In the records below, find the line holding "(Some(c), None) if" and the line holding "self.bindings.push((combo, command));". Set down both, with every line between them, exactly.

> [INPUT]:
────

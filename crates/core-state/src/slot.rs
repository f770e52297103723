//! Observable read/write slot.
//!
//! Wraps a `tokio::sync::watch` sender so any number of clones share one
//! value. Writes never fail: the value is stored even when nobody is
//! watching.

use tokio::sync::watch;

pub struct Slot<T> {
    tx: watch::Sender<T>,
}

impl<T> Clone for Slot<T> {
    fn clone(&self) -> Self {
        Self {
            tx: self.tx.clone(),
        }
    }
}

impl<T: Default> Default for Slot<T> {
    fn default() -> Self {
        Self::new(T::default())
    }
}

impl<T> Slot<T> {
    pub fn new(initial: T) -> Self {
        let (tx, _rx) = watch::channel(initial);
        Self { tx }
    }

    /// Overwrite the value.
    pub fn set(&self, value: T) {
        self.tx.send_replace(value);
    }

    /// Mutate in place; reports whether `f` changed anything.
    pub fn update<F>(&self, f: F) -> bool
    where
        F: FnOnce(&mut T) -> bool,
    {
        self.tx.send_if_modified(f)
    }

    /// Borrow the current value. Keep the guard short-lived; it blocks writers.
    pub fn read(&self) -> watch::Ref<'_, T> {
        self.tx.borrow()
    }
}

impl<T: Clone> Slot<T> {
    pub fn get(&self) -> T {
        self.tx.borrow().clone()
    }
}

impl<T: std::fmt::Debug> std::fmt::Debug for Slot<T> {
    fn fmt(&self, f: &mut std::fmt::Formatter<'_>) -> std::fmt::Result {
        f.debug_tuple("Slot").field(&*self.tx.borrow()).finish()
    }
}
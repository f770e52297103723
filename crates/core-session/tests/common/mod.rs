#![allow(dead_code)] // Shared across integration test binaries; each uses a subset.

use core_events::{FetchTicket, SaveTicket};
use core_session::{EditorSession, ListingCache, SessionEffect, SessionSettings, StatusNotice};
use core_state::{DocumentSnapshot, Session, UserId, WorkflowId, WorkflowRef, WorkflowSummary};
use core_store::{DocumentStore, MemoryStore, NewVersion, StoreError};
use core_widget::HeadlessFactory;
use std::io::Write;
use std::sync::atomic::{AtomicUsize, Ordering};
use std::sync::{Arc, Mutex, MutexGuard};
use tokio::sync::mpsc::{self, UnboundedReceiver};
use tracing_subscriber::fmt::MakeWriter;

pub const PING: &str = "id: ping\nactivities:\n  - send-message:\n      id: pong\n      content: pong\n";
pub const ECHO: &str = "id: echo\nactivities:\n  - send-message:\n      id: reply\n      content: echo\n";

/// Viewport height small enough that centering is observable in short documents.
pub const VIEWPORT_HEIGHT: usize = 4;

pub fn alice() -> UserId {
    UserId::new("alice")
}

pub fn bob() -> UserId {
    UserId::new("bob")
}

pub fn latest(id: &str) -> WorkflowRef {
    WorkflowRef::latest(WorkflowId::new(id))
}

#[derive(Clone, Default)]
pub struct CountingListing {
    count: Arc<AtomicUsize>,
}

impl CountingListing {
    pub fn count(&self) -> usize {
        self.count.load(Ordering::SeqCst)
    }
}

impl ListingCache for CountingListing {
    fn invalidate(&self) {
        self.count.fetch_add(1, Ordering::SeqCst);
    }
}

pub struct Harness {
    pub session: EditorSession<HeadlessFactory>,
    pub status: UnboundedReceiver<StatusNotice>,
    pub listing: CountingListing,
}

impl Harness {
    pub fn new(user: UserId) -> Self {
        Self::with_settings(user, SessionSettings::default())
    }

    pub fn with_settings(user: UserId, settings: SessionSettings) -> Self {
        let (tx, status) = mpsc::unbounded_channel::<StatusNotice>();
        let listing = CountingListing::default();
        let session = EditorSession::new(
            Session::new(user),
            settings,
            HeadlessFactory::new(VIEWPORT_HEIGHT),
            Box::new(tx),
            Box::new(listing.clone()),
        );
        Self {
            session,
            status,
            listing,
        }
    }

    /// Select `workflow` and resolve its fetch with `snapshot` immediately.
    pub fn open(&mut self, workflow: WorkflowRef, snapshot: DocumentSnapshot) {
        let ticket = fetch_ticket(self.session.select_document(Some(workflow)));
        self.session
            .on_fetch_completed(ticket, Ok(snapshot))
            .expect("fetch applies");
    }

    pub fn notices(&mut self) -> Vec<StatusNotice> {
        let mut out = Vec::new();
        while let Ok(notice) = self.status.try_recv() {
            out.push(notice);
        }
        out
    }
}

pub fn fetch_ticket(effect: Option<SessionEffect>) -> FetchTicket {
    match effect {
        Some(SessionEffect::Fetch(ticket)) => ticket,
        other => panic!("expected fetch effect, got {other:?}"),
    }
}

pub fn submission(effect: SessionEffect) -> (SaveTicket, NewVersion) {
    match effect {
        SessionEffect::Submit(ticket, version) => (ticket, version),
        other => panic!("expected submit effect, got {other:?}"),
    }
}

/// `MemoryStore` wrapper that counts calls and can be told to fail saves.
#[derive(Default)]
pub struct CountingStore {
    inner: MemoryStore,
    fetches: AtomicUsize,
    creates: AtomicUsize,
    lists: AtomicUsize,
    fail_creates: Mutex<Option<StoreError>>,
}

impl CountingStore {
    pub fn new(inner: MemoryStore) -> Self {
        Self {
            inner,
            ..Self::default()
        }
    }

    pub fn inner(&self) -> &MemoryStore {
        &self.inner
    }

    pub fn fetches(&self) -> usize {
        self.fetches.load(Ordering::SeqCst)
    }

    pub fn creates(&self) -> usize {
        self.creates.load(Ordering::SeqCst)
    }

    pub fn lists(&self) -> usize {
        self.lists.load(Ordering::SeqCst)
    }

    pub fn fail_next_create(&self, err: StoreError) {
        *self.fail_creates.lock().expect("fail flag poisoned") = Some(err);
    }
}

impl DocumentStore for CountingStore {
    async fn fetch_document(&self, workflow: &WorkflowRef) -> Result<DocumentSnapshot, StoreError> {
        self.fetches.fetch_add(1, Ordering::SeqCst);
        self.inner.fetch_document(workflow).await
    }

    async fn create_version(&self, version: NewVersion) -> Result<(), StoreError> {
        self.creates.fetch_add(1, Ordering::SeqCst);
        let injected = self.fail_creates.lock().expect("fail flag poisoned").take();
        match injected {
            Some(err) => Err(err),
            None => self.inner.create_version(version).await,
        }
    }

    async fn list_workflows(&self) -> Result<Vec<WorkflowSummary>, StoreError> {
        self.lists.fetch_add(1, Ordering::SeqCst);
        self.inner.list_workflows().await
    }
}

/// Log sink for asserting on emitted tracing output.
#[derive(Clone)]
pub struct BufferWriter {
    inner: Arc<Mutex<Vec<u8>>>,
}

impl BufferWriter {
    pub fn new() -> (Self, Arc<Mutex<Vec<u8>>>) {
        let buf = Arc::new(Mutex::new(Vec::new()));
        (Self { inner: buf.clone() }, buf)
    }
}

pub struct LockedWriter<'a> {
    guard: MutexGuard<'a, Vec<u8>>,
}

impl Write for LockedWriter<'_> {
    fn write(&mut self, buf: &[u8]) -> std::io::Result<usize> {
        self.guard.extend_from_slice(buf);
        Ok(buf.len())
    }

    fn flush(&mut self) -> std::io::Result<()> {
        Ok(())
    }
}

impl<'a> MakeWriter<'a> for BufferWriter {
    type Writer = LockedWriter<'a>;

    fn make_writer(&'a self) -> Self::Writer {
        LockedWriter {
            guard: self.inner.lock().expect("log buffer poisoned"),
        }
    }
}
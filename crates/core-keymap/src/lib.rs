//! core-keymap: keyboard shortcut combos and the per-widget shortcut table.
//!
//! Design principles:
//! - Pure and deterministic: resolution depends only on the combo and the
//!   bindings registered so far.
//! - Registration is idempotent. Binding the same combo to the same command
//!   again is a no-op, so setup code can be re-entered without stacking
//!   duplicate handlers. Rebinding a combo to a different command replaces
//!   the previous binding.
//! - `CTRL_CMD` is a platform-neutral modifier: it matches either Ctrl or
//!   Meta (Cmd on macOS) at resolution time, mirroring how browser editors
//!   bind "save".

use smallvec::SmallVec;
use std::fmt;
use std::str::FromStr;
use thiserror::Error;
use tracing::{debug, trace};

bitflags::bitflags! {
    #[derive(Clone, Copy, Debug, PartialEq, Eq, Hash, Default)]
    pub struct KeyMods: u8 {
        const CTRL = 0b0000_0001;
        const ALT  = 0b0000_0010;
        const SHIFT= 0b0000_0100;
        const META = 0b0000_1000;
        /// Ctrl on Linux/Windows, Cmd on macOS. Only meaningful in bindings.
        const CTRL_CMD = 0b0001_0000;
    }
}

/// A key plus modifiers, e.g. `ctrl+s`.
#[derive(Debug, Clone, Copy, PartialEq, Eq, Hash)]
pub struct KeyCombo {
    pub key: char,
    pub mods: KeyMods,
}

impl KeyCombo {
    pub fn new(key: char, mods: KeyMods) -> Self {
        Self {
            key: key.to_ascii_lowercase(),
            mods,
        }
    }

    /// The default save binding.
    pub fn save() -> Self {
        Self::new('s', KeyMods::CTRL_CMD)
    }

    /// Whether a pressed combo (concrete modifiers) triggers this binding.
    pub fn matches(&self, pressed: &KeyCombo) -> bool {
        if self.key != pressed.key {
            return false;
        }
        if self.mods.contains(KeyMods::CTRL_CMD) {
            let rest = self.mods - KeyMods::CTRL_CMD;
            let pressed_rest = pressed.mods - (KeyMods::CTRL | KeyMods::META | KeyMods::CTRL_CMD);
            let has_primary = pressed
                .mods
                .intersects(KeyMods::CTRL | KeyMods::META | KeyMods::CTRL_CMD);
            has_primary && rest == pressed_rest
        } else {
            self.mods == pressed.mods
        }
    }
}

#[derive(Debug, Clone, PartialEq, Eq, Error)]
pub enum ParseComboError {
    #[error("empty key combo")]
    Empty,
    #[error("unknown modifier `{0}`")]
    UnknownModifier(String),
    #[error("invalid key `{0}`")]
    InvalidKey(String),
}

impl FromStr for KeyCombo {
    type Err = ParseComboError;

    /// Accepts `+`-separated tokens, modifiers first: `ctrl+s`, `mod+shift+s`,
    /// `cmd+s`. `mod` / `ctrlcmd` select the platform-neutral modifier.
    fn from_str(s: &str) -> Result<Self, Self::Err> {
        let trimmed = s.trim();
        if trimmed.is_empty() {
            return Err(ParseComboError::Empty);
        }
        let parts: SmallVec<[&str; 4]> = trimmed.split('+').map(str::trim).collect();
        let (key_part, mod_parts) = parts.split_last().ok_or(ParseComboError::Empty)?;
        let mut mods = KeyMods::empty();
        for m in mod_parts {
            mods |= match m.to_ascii_lowercase().as_str() {
                "ctrl" | "control" => KeyMods::CTRL,
                "alt" | "option" => KeyMods::ALT,
                "shift" => KeyMods::SHIFT,
                "meta" | "cmd" | "super" => KeyMods::META,
                "mod" | "ctrlcmd" => KeyMods::CTRL_CMD,
                other => return Err(ParseComboError::UnknownModifier(other.to_string())),
            };
        }
        let mut chars = key_part.chars();
        match (chars.next(), chars.next()) {
            (Some(c), None) if !c.is_whitespace() => Ok(KeyCombo::new(c, mods)),
            _ => Err(ParseComboError::InvalidKey(key_part.to_string())),
        }
    }
}

impl fmt::Display for KeyCombo {
    fn fmt(&self, f: &mut fmt::Formatter<'_>) -> fmt::Result {
        let names = [
            (KeyMods::CTRL_CMD, "mod"),
            (KeyMods::CTRL, "ctrl"),
            (KeyMods::ALT, "alt"),
            (KeyMods::SHIFT, "shift"),
            (KeyMods::META, "cmd"),
        ];
        for (flag, name) in names {
            if self.mods.contains(flag) {
                write!(f, "{name}+")?;
            }
        }
        write!(f, "{}", self.key)
    }
}

/// Commands a shortcut can trigger inside the editor session.
#[derive(Debug, Clone, Copy, PartialEq, Eq, Hash)]
pub enum ShortcutCommand {
    Save,
}

/// Outcome of a registration attempt.
#[derive(Debug, Clone, Copy, PartialEq, Eq)]
pub enum Registration {
    Added,
    AlreadyBound,
    Replaced,
}

/// Small ordered table of shortcut bindings.
#[derive(Debug, Default, Clone)]
pub struct ShortcutMap {
    bindings: SmallVec<[(KeyCombo, ShortcutCommand); 4]>,
}

impl ShortcutMap {
    pub fn new() -> Self {
        Self::default()
    }

    pub fn bind(&mut self, combo: KeyCombo, command: ShortcutCommand) -> Registration {
        if let Some(slot) = self.bindings.iter_mut().find(|(c, _)| *c == combo) {
            if slot.1 == command {
                trace!(target: "input.keymap", %combo, ?command, "shortcut_already_bound");
                return Registration::AlreadyBound;
            }
            debug!(target: "input.keymap", %combo, from = ?slot.1, to = ?command, "shortcut_rebound");
            slot.1 = command;
            return Registration::Replaced;
        }
        debug!(target: "input.keymap", %combo, ?command, "shortcut_bound");
        self.bindings.push((combo, command));
        Registration::Added
    }

    /// Resolve a pressed combo against the bindings (first match wins).
    pub fn resolve(&self, pressed: &KeyCombo) -> Option<ShortcutCommand> {
        self.bindings
            .iter()
            .find(|(combo, _)| combo.matches(pressed))
            .map(|(_, cmd)| *cmd)
    }

    pub fn len(&self) -> usize {
        self.bindings.len()
    }

    pub fn is_empty(&self) -> bool {
        self.bindings.is_empty()
    }
}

────

> [PROBLEM SOLUTION]:
            (Some(c), None) if !c.is_whitespace() => Ok(KeyCombo::new(c, mods)),
            _ => Err(ParseComboError::InvalidKey(key_part.to_string())),
        }
    }
}

impl fmt::Display for KeyCombo {
    fn fmt(&self, f: &mut fmt::Formatter<'_>) -> fmt::Result {
        let names = [
            (KeyMods::CTRL_CMD, "mod"),
            (KeyMods::CTRL, "ctrl"),
            (KeyMods::ALT, "alt"),
            (KeyMods::SHIFT, "shift"),
            (KeyMods::META, "cmd"),
        ];
        for (flag, name) in names {
            if self.mods.contains(flag) {
                write!(f, "{name}+")?;
            }
        }
        write!(f, "{}", self.key)
    }
}

/// Commands a shortcut can trigger inside the editor session.
#[derive(Debug, Clone, Copy, PartialEq, Eq, Hash)]
pub enum ShortcutCommand {
    Save,
}

/// Outcome of a registration attempt.
#[derive(Debug, Clone, Copy, PartialEq, Eq)]
pub enum Registration {
    Added,
    AlreadyBound,
    Replaced,
}

/// Small ordered table of shortcut bindings.
#[derive(Debug, Default, Clone)]
pub struct ShortcutMap {
    bindings: SmallVec<[(KeyCombo, ShortcutCommand); 4]>,
}

impl ShortcutMap {
    pub fn new() -> Self {
        Self::default()
    }

    pub fn bind(&mut self, combo: KeyCombo, command: ShortcutCommand) -> Registration {
        if let Some(slot) = self.bindings.iter_mut().find(|(c, _)| *c == combo) {
            if slot.1 == command {
                trace!(target: "input.keymap", %combo, ?command, "shortcut_already_bound");
                return Registration::AlreadyBound;
            }
            debug!(target: "input.keymap", %combo, from = ?slot.1, to = ?command, "shortcut_rebound");
            slot.1 = command;
            return Registration::Replaced;
        }
        debug!(target: "input.keymap", %combo, ?command, "shortcut_bound");
        self.bindings.push((combo, command));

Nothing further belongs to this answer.